### Exercise prompt
Below are records; say how many of their lines include the word "location", giving nothing but the number.

BEGIN Material to process

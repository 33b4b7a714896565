//! Global Navigation Core Library
//!
//! This crate provides the core functionality for the shared global
//! navigation bar: a small embedded document store holding the configured
//! links and preferences, and the referrer-based matching that decides
//! which link represents the visitor's current location.
//!
//! # Architecture
//!
//! - **Document store**: both collections live in one JSON document on
//!   disk; mutations apply in memory and are made durable by an explicit,
//!   awaited flush.
//! - **Match resolver**: a pure function over the link collection and the
//!   incoming referrer URL.
//!
//! # Quick Start
//!
//! ```text
//! let mut store = Store::open().await?;
//!
//! // Replace the configured links
//! store.replace_links(vec![Link::new("1", "Home", "https://example.com/")]).await?;
//!
//! // Resolve the visitor's current location
//! let current = store.resolve_current_link(Some("https://example.com/"));
//! ```
//!
//! # Modules
//!
//! - `store`: unified storage interface (main entry point)
//! - `models`: data structures for links and preferences
//! - `document`: the in-memory navigation document
//! - `resolver`: referrer-based link matching
//! - `storage`: JSON persistence and the preference projection
//! - `config`: application configuration

pub mod config;
pub mod document;
pub mod models;
pub mod resolver;
pub mod storage;
pub mod store;

pub use config::Config;
pub use document::{DocumentError, NavDocument};
pub use models::{Link, Preference};
pub use resolver::resolve_current_link;
pub use storage::{preferences_map, JsonPersistence, StorageError};
pub use store::Store;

END Material to process

### Problem solution
2